A tarefa que aguarda o governo que agora tomou posse não é mudar o que o anterior não mudou; é a de o fazer num país que apura há séculos a arte de cruzar os braços. (Alexandre Borges, JNegócios)
O Chega, que se apressa a criticar o governo porque tem muita gente do PSD (o que é giro, porque sabem onde é que também há imensa gente do PSD? No Chega.), e os que nem lá põem os pés porque, como sempre, são superiores a isto tudo: a esquerda pura, de raça. Porque só ela representa, entende e defende o povo. E por isso só ela tem direito (esquerdo, porque não?) a desprezar as escolhas desse mesmo povo, virar-lhes as costas, desancar governos antes de eles sequer existirem. O Bloco, que já concluiu ser este “um dos governos mais à direita de que há memória” (com efeito, começa a não haver muitas pessoas com idade para se lembrarem de outros); e o PC que, naquele estilo raimundo-lapaliciano, logo foi anunciando estar “à espera de tudo o que é mau” e que há uma semana comunicara já o chumbo preventivo a um orçamento de Estado de que ainda não haverá sequer um Excel chamado “Notas” no computador de Miranda Sarmento. (...)E cá fora, é claro, a inefável CGTP, com a renovada subtileza de um martelo pneumático estragado e embora o programa de governo não seja apresentado senão na próxima semana, que já sentenciou que o que viu na campanha “traduz um forte ataque, nomeadamente aos trabalhadores e aos seus direitos, ao Serviço Nacional de Saúde, à escola pública, à Segurança Social, o favorecimento dos grupos económicos, o agravamento da exploração e a acentuação das injustiças e desigualdades”. É obra. E isto foi o que concluíram da campanha, a parte em que os partidos só anunciam coisas boas e fazem promessas. Imaginem quando eles começarem mesmo a governar. Não espero menos que o genocídio do proletariado. (...)

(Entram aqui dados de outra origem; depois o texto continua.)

impl CpalSink {
    /// Open and start the named output device
    pub fn open(config: &AudioConfig) -> Result<Self, StartupError> {
        let device_err = |message: String| StartupError::Device {
            device: config.device.clone(),
            message,
        };

        let device = find_output_device(&config.device)
            .ok_or_else(|| device_err("output device not found".into()))?;

        let supported = device
            .supported_output_configs()
            .map_err(|e| device_err(format!("failed to get supported configs: {}", e)))?;
        let format = pick_format(supported, config).ok_or_else(|| {
            device_err(format!(
                "no {}Hz {}-channel output format",
                config.rate, config.channels
            ))
        })?;

        let stream_config = StreamConfig {
            channels: config.channels,
            sample_rate: config.rate,
            buffer_size: cpal::BufferSize::Default,
        };

        let depth = queue_depth(config);
        let (blocks_tx, blocks_rx) = crossbeam_channel::bounded(depth);
        let (error_tx, error_rx) = crossbeam_channel::unbounded();
        let flags = Arc::new(StreamFlags::default());

        let stream = match format {
            SampleFormat::F32 => {
                build_output::<f32>(&device, &stream_config, blocks_rx, flags.clone(), error_tx)
            }
            SampleFormat::I16 => {
                build_output::<i16>(&device, &stream_config, blocks_rx, flags.clone(), error_tx)
            }
            _ => build_output::<u16>(&device, &stream_config, blocks_rx, flags.clone(), error_tx),
        }
        .map_err(|e| device_err(format!("failed to build output stream: {}", e)))?;

        stream
            .play()
            .map_err(|e| device_err(format!("failed to start output stream: {}", e)))?;

        debug!(device = %config.device, ?format, depth, "output stream started");

        Ok(Self {
            _stream: stream,
            blocks: blocks_tx,
            flags,
            errors: error_rx,
            timeout: config.frame_duration() * (depth as u32 + 1),
            channels: config.channels as usize,
        })
    }

    fn check_stream(&self) -> Result<(), DeviceError> {
        match self.errors.try_recv() {
            Ok(message) => Err(DeviceError::Stream(message)),
            Err(TryRecvError::Empty) if self.flags.failed.load(Ordering::Acquire) => {
                Err(DeviceError::Closed)
            }
            Err(TryRecvError::Empty) => Ok(()),
            Err(TryRecvError::Disconnected) => Err(DeviceError::Closed),
        }
    }
}

impl AudioSink for CpalSink {
    fn write(&mut self, pcm: &[f32]) -> Result<usize, DeviceError> {
        self.check_stream()?;

        if self.flags.xrun.swap(false, Ordering::AcqRel) {
            return Err(DeviceError::Underrun);
        }

        match self.blocks.send_timeout(pcm.to_vec(), self.timeout) {
            Ok(()) => Ok(pcm.len() / self.channels),
            Err(SendTimeoutError::Timeout(_)) => Ok(0),
            Err(SendTimeoutError::Disconnected(_)) => Err(DeviceError::Closed),
        }
    }

    fn recover(&mut self) -> Result<(), DeviceError> {
        self.check_stream()?;
        self.flags.xrun.store(false, Ordering::Release);
        Ok(())
    }
}

fn build_output<T>(
    device: &Device,
    config: &StreamConfig,
    blocks: Receiver<Vec<f32>>,
    flags: Arc<StreamFlags>,
    error_tx: Sender<String>,
) -> Result<Stream, cpal::BuildStreamError>
where
    T: Sample + cpal::SizedSample + FromSample<f32>,
{
    let callback_flags = flags.clone();
    let mut pending: Vec<f32> = Vec::new();
    let mut offset = 0;
    let mut primed = false;

    device.build_output_stream(
        config,
        move |data: &mut [T], _: &cpal::OutputCallbackInfo| {
            let mut filled = 0;

            while filled < data.len() {
                if offset == pending.len() {
                    match blocks.try_recv() {
                        Ok(block) => {
                            pending = block;
                            offset = 0;
                            primed = true;
                        }
                        Err(_) => break,
                    }
                }

                let n = (pending.len() - offset).min(data.len() - filled);
                for (dst, src) in data[filled..filled + n]
                    .iter_mut()
                    .zip(&pending[offset..offset + n])
                {
                    *dst = T::from_sample(*src);
                }
                filled += n;
                offset += n;
            }

            if filled < data.len() {
                for dst in &mut data[filled..] {
                    *dst = T::from_sample(0.0f32);
                }
                // Silence before the first block is not an underrun
                if primed {
                    callback_flags.xrun.store(true, Ordering::Release);
                }
            }
        },
        move |err| {
            flags.failed.store(true, Ordering::Release);
            let _ = error_tx.send(err.to_string());
        },
        None,
    )
}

Às vezes, muito às vezes, são os que correm melhor. Sem expectativas, contra todas as apostas. Pode ser que sim. Oxalá que sim. Como disse António Costa, com um desportivismo que, lamentavelmente, só foi passeando depois de se demitir, a sorte de Montenegro será a sorte do país. (...)
Ontem, era notícia que o executivo PS partia sem que um único ministério tivesse chegado a mudar-se para o antigo edifício-sede da Caixa Geral de Depósitos e apesar de a mudança ter sido anunciada pelo próprio há cerca de dois anos. O epitáfio perfeito, tragicómico, a um governo verdadeiramente incapaz de mudar o que quer que fosse. A tarefa que aguarda o que agora tomou posse não é, portanto, apenas a de tentar mudar o que o anterior não mudou; é a de o fazer num país que apura há séculos a arte de cruzar os braços.